En avril 2019, il m'a demandé 200 000 euros de plus en hospitalisation après que sa vie fut compromise et je lui ai donné mon contrat, avec l'idée ainsi que le reste, qu'il lui permettrait de transférer sur son compte spécifiquement ouvert sur mon”.
Dans l'un des cas d'endettement, il y a eu aussi le cohabitationnaire albanais du Kosovo, qui a signé comme témoin, ce qui a été déclaré en fuite.
Cette citoyenne, quand les paiements ont été faits, a renfloué, promettant que s'il ne retournait pas à L., elle la tournerait”, l'avocat s'est plaint à la police.
Parmi les témoignages qu'il a présentés, l'avocat a également présenté des dizaines de messages sur l'application whatsapp et les relevés de dette notaires, dont le chiffre totalise 1 million et 20 mille euros.
La police suggère qu'il a interrogé un citoyen du Kosovo, qui reconnaît avoir reçu une série de dettes de l'avocat.
Avec ce citoyen, je l'ai rencontré en juin 2018, après m'avoir présenté comme avocat, et pour celui-ci, j'avais besoin de résoudre un problème en Suisse pour retirer mon argent d'assurance invalidité”.
Mais ce citoyen réclame le montant de la dette n'est pas autant que l'avocat prétend.
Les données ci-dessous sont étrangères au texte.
//! Coarse biome sections: biome data is stored at 4-block granularity because
//! classification is far more expensive than block placement and biome
//! boundaries do not need block resolution.

use serde::{Deserialize, Serialize};

/// Side length of a biome section in blocks.
pub const SECTION_SIZE: usize = 4;

/// Number of biome sections along one horizontal chunk axis (16 / 4).
pub const SECTIONS_PER_AXIS: usize = crate::chunk::CHUNK_SIZE / SECTION_SIZE;

/// Unique identifier for a biome.
#[derive(Clone, Copy, Debug, PartialEq, Eq, Hash, Serialize, Deserialize)]
pub struct BiomeId(pub u16);

/// How a dimension stores biome data.
#[derive(Clone, Copy, Debug, Default, PartialEq, Eq, Serialize, Deserialize)]
pub enum BiomeLayout {
    /// One biome per 4×4 column: a flat 2D map over the chunk footprint.
    #[default]
    Flat,
    /// Full 3D biomes: one per 4×4×4 cell.
    Volumetric,
}

/// An immutable handle to a resolved biome for one section cell.
///
/// Carries the classification strength alongside the biome so consumers can
/// blend across borders without re-running the distributor.
#[derive(Clone, Copy, Debug, PartialEq)]
pub struct BiomeSection {
    /// The resolved biome.
    pub biome: BiomeId,
    /// Blend strength in `[0.0, 1.0]` as produced by the distributor.
    pub strength: f32,
}

impl BiomeSection {
    /// Creates a section handle.
    pub fn new(biome: BiomeId, strength: f32) -> Self {
        Self { biome, strength }
    }
}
Je n'ai pas eu ce genre d'argent, mais je l'ai fait tomber dans une déclaration de notaire pour avoir une chance de tirer autant d'argent de la Suisse”.
La police demande au suspect comme une fraude où il a déposé l'argent fourni par l'avocat ?
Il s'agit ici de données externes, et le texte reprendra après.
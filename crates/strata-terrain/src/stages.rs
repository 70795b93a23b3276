//! Built-in chunk stages: surface shaping and scattered feature placement.

use std::cell::RefCell;

use rand::Rng;
use rand_chacha::ChaCha8Rng;

use strata_voxel::{BlockTypeId, CHUNK_SIZE, ChunkSnapshot};

use crate::cache::ColumnCache;
use crate::config::GenerationConfig;
use crate::engine::{ChunkStage, StageError};
use crate::interpolate::final_height;
use crate::scatter::PointGatherer;

/// Fills every column up to its interpolated surface height.
///
/// The column height comes from the classified biome's terrain (plus the
/// terrain stack band containing the preliminary height), smoothed by the
/// circular interpolator so neighboring biomes blend instead of stepping. The
/// top block and the band below it come from the biome; everything deeper is
/// the configured filler.
pub struct SurfaceStage {
    filler: BlockTypeId,
    subsurface_depth: i32,
}

impl SurfaceStage {
    /// Creates a surface stage with the given deep filler block.
    pub fn new(filler: BlockTypeId) -> Self {
        Self {
            filler,
            subsurface_depth: 3,
        }
    }

    /// Raw (un-interpolated) surface height at a world coordinate.
    fn column_height(config: &GenerationConfig, x: f64, z: f64) -> Result<f64, StageError> {
        let classification = config.distributor.classify(x, z)?;
        let biome = config.biomes.get(classification.biome);
        let height = biome.terrain.height(x, z, classification.strength);
        Ok(match config.terrain_stack.select(height.floor() as i32) {
            Some(band) => height + band.terrain.height(x, z, classification.strength),
            None => height,
        })
    }
}

impl ChunkStage for SurfaceStage {
    fn name(&self) -> &str {
        "surface"
    }

    fn apply(
        &self,
        snapshot: &mut ChunkSnapshot,
        _rng: &mut ChaCha8Rng,
        config: &GenerationConfig,
    ) -> Result<(), StageError> {
        let dim = &config.dimension;
        let base_x = snapshot.chunk_x() * CHUNK_SIZE as i32;
        let base_z = snapshot.chunk_z() * CHUNK_SIZE as i32;
        let floor = f64::from(dim.min_y);

        // Neighboring columns share most grid corners, and every corner costs
        // a full classification plus terrain evaluation, so corners are
        // memoized across the whole chunk pass.
        let heights = RefCell::new(ColumnCache::new(dim.interpolation_scale));
        // The interpolator's provider cannot propagate errors, so the first
        // failure is parked here and re-raised after the call.
        let failure = RefCell::new(None);
        let provider = |px: f64, pz: f64| {
            heights
                .borrow_mut()
                .get_or_insert_with(px, pz, || match Self::column_height(config, px, pz) {
                    Ok(height) => height,
                    Err(source) => {
                        failure.borrow_mut().get_or_insert(source);
                        floor
                    }
                })
        };

        for lx in 0..CHUNK_SIZE {
            for lz in 0..CHUNK_SIZE {
                let wx = f64::from(base_x + lx as i32);
                let wz = f64::from(base_z + lz as i32);

                let surface = final_height(wx, wz, dim.interpolation_scale, &provider);
                if let Some(source) = failure.borrow_mut().take() {
                    return Err(source);
                }
                let surface = surface.clamp(dim.min_y, dim.max_y - 1);

                let section = snapshot.biome_at(lx, surface, lz)?.ok_or_else(|| {
                    StageError::Custom(format!("biome section missing at ({lx}, {lz})"))
                })?;
                let biome = config.biomes.get(section.biome);
                for y in dim.min_y..=surface {
                    let block = if y == surface {
                        biome.surface_block
                    } else if y >= surface - self.subsurface_depth {
                        biome.subsurface_block
                    } else {
                        self.filler
                    };
                    snapshot.set_block(lx, y, lz, block)?;
                }
            }
        }
        Ok(())
    }
}

/// Places a marker block on the surface at gathered scatter points.
///
/// Only points whose center falls inside the chunk place anything; out-of-chunk
/// points are still gathered (their circles overlap) but belong to their home
/// chunk for placement, which keeps placement chunk-independent.
pub struct ScatterFeatureStage {
    gatherer: PointGatherer,
    block: BlockTypeId,
    density: f64,
}

impl ScatterFeatureStage {
    /// Creates a feature stage.
    ///
    /// `density` in `[0.0, 1.0]` is the per-point placement probability drawn
    /// from the chunk RNG.
    pub fn new(gatherer: PointGatherer, block: BlockTypeId, density: f64) -> Self {
        Self {
            gatherer,
            block,
            density,
        }
    }
}

impl ChunkStage for ScatterFeatureStage {
    fn name(&self) -> &str {
        "scatter_features"
    }

    fn apply(
        &self,
        snapshot: &mut ChunkSnapshot,
        rng: &mut ChaCha8Rng,
        config: &GenerationConfig,
    ) -> Result<(), StageError> {
        let dim = &config.dimension;
        let base_x = i64::from(snapshot.chunk_x()) * CHUNK_SIZE as i64;
        let base_z = i64::from(snapshot.chunk_z()) * CHUNK_SIZE as i64;

        for point in self
            .gatherer
            .points_from_chunk_base(snapshot.chunk_x(), snapshot.chunk_z())
        {
            if rng.random::<f64>() >= self.density {
                continue;
            }
            let lx = point.position.x.floor() as i64 - base_x;
            let lz = point.position.y.floor() as i64 - base_z;
            if !(0..CHUNK_SIZE as i64).contains(&lx) || !(0..CHUNK_SIZE as i64).contains(&lz) {
                continue;
            }
            let (lx, lz) = (lx as usize, lz as usize);

            // Surface scan from the top of the band.
            let mut y = dim.max_y - 1;
            while y > dim.min_y && snapshot.block(lx, y, lz)? == BlockTypeId::AIR {
                y -= 1;
            }
            if snapshot.block(lx, y, lz)? == BlockTypeId::AIR {
                continue;
            }
            if y + 1 < dim.max_y {
                snapshot.set_block(lx, y + 1, lz, self.block)?;
            }
        }
        Ok(())
    }
}

#[cfg(test)]
mod tests {
    use super::*;
    use crate::config::{
        BiomeConfig, DimensionDef, GenerationDef, NoiseDef, RegionDef, TerrainDef,
    };
    use crate::engine::Engine;
    use crate::noise::NoiseAlgorithm;
    use crate::scatter::PointScatterer;
    use std::sync::Arc;
    use strata_voxel::{BiomeLayout, BlockDef, BlockRegistry};

    const MARKER: BlockTypeId = BlockTypeId(3);

    fn blocks() -> BlockRegistry {
        let mut reg = BlockRegistry::new();
        for name in ["strata:stone", "strata:grass", "strata:sapling"] {
            reg.register(BlockDef {
                name: name.into(),
                solid: true,
            })
            .unwrap();
        }
        reg
    }

    fn flat_world_def() -> GenerationDef {
        GenerationDef {
            dimension: DimensionDef {
                name: "testbed".into(),
                min_y: 0,
                max_y: 128,
                biome_layout: BiomeLayout::Flat,
                interpolation_scale: 8.0,
            },
            noise: vec![NoiseDef {
                name: "climate".into(),
                algorithm: NoiseAlgorithm::Simplex,
                salt: 1,
                frequency: 0.005,
            }],
            biomes: vec![BiomeConfig {
                name: "plains".into(),
                base_height: 64.0,
                surface_block: "strata:grass".into(),
                subsurface_block: "strata:stone".into(),
                strength_precision: 100.0,
                // No deviation layers: an exactly flat surface at y = 64.
                terrain: TerrainDef::Layered { layers: Vec::new() },
            }],
            regions: vec![RegionDef {
                name: "root".into(),
                noise: Vec::new(),
                regions: Vec::new(),
                biomes: Vec::new(),
                fallback_region: None,
                fallback_biome: Some("plains".into()),
                default_modifiers: Vec::new(),
                strength_precision: 100.0,
            }],
            root_region: "root".into(),
            terrain_stack: Vec::new(),
        }
    }

    fn feature_engine(seed: u64, density: f64) -> Engine {
        let config = flat_world_def().link(seed, &blocks()).unwrap();
        let gatherer = PointGatherer::new(PointScatterer::new(seed, 12.0, 1.5, (2.0, 6.0)));
        Engine::new(Arc::new(config))
            .with_chunk_stage(Box::new(SurfaceStage::new(BlockTypeId(1))))
            .with_chunk_stage(Box::new(ScatterFeatureStage::new(gatherer, MARKER, density)))
    }

    fn count_markers(engine: &Engine, chunks: i32) -> usize {
        let mut markers = 0;
        for cx in 0..chunks {
            for cz in 0..chunks {
                let mut snap = engine.new_snapshot(cx, cz);
                engine.apply_chunk_stages(&mut snap).unwrap();
                for x in 0..CHUNK_SIZE {
                    for z in 0..CHUNK_SIZE {
                        for y in 0..128 {
                            if snap.block(x, y, z).unwrap() == MARKER {
                                markers += 1;
                                // Markers always sit on a solid block.
                                assert_ne!(snap.block(x, y - 1, z).unwrap(), BlockTypeId::AIR);
                            }
                        }
                    }
                }
            }
        }
        markers
    }

    #[test]
    fn test_flat_terrain_surface_is_exact() {
        let engine = feature_engine(7, 0.0);
        let mut snap = engine.new_snapshot(0, 0);
        engine.apply_chunk_stages(&mut snap).unwrap();
        for x in 0..CHUNK_SIZE {
            for z in 0..CHUNK_SIZE {
                // Biome terrain is constant 64, so interpolation is exact.
                assert_eq!(snap.block(x, 64, z).unwrap(), BlockTypeId(2), "({x}, {z})");
                assert_eq!(snap.block(x, 63, z).unwrap(), BlockTypeId(1));
                assert_eq!(snap.block(x, 65, z).unwrap(), BlockTypeId::AIR);
            }
        }
    }

    #[test]
    fn test_features_land_on_surface() {
        let markers = count_markers(&feature_engine(1234, 1.0), 4);
        assert!(markers > 0, "no features placed across 16 chunks");
    }

    #[test]
    fn test_zero_density_places_nothing() {
        assert_eq!(count_markers(&feature_engine(1234, 0.0), 2), 0);
    }

    #[test]
    fn test_feature_placement_deterministic() {
        let a = count_markers(&feature_engine(55, 0.5), 3);
        let b = count_markers(&feature_engine(55, 0.5), 3);
        assert_eq!(a, b);
    }
}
Je ne l'ai pas stocké nulle part, a-t-il répondu, après que je n'ai pas eu autant d'argent, j'ai tout dépensé en traitement médical et en médecine”.
La police, après avoir géré plusieurs messages, interroge également le jeune de 51 ans sur les groupes criminels.
Sur votre téléphone, dans une de vos conversations, des SMS ont été trouvés envoyés à des personnages publics, et après notre appel, on a dit que vous étiez pris en otage par un groupe criminel structuré. Pouvez-vous nous dire qui est ce groupe et comment vous vous sentez menacé par eux ?
Mais L.M. a refusé d'exprimer cette suspicion.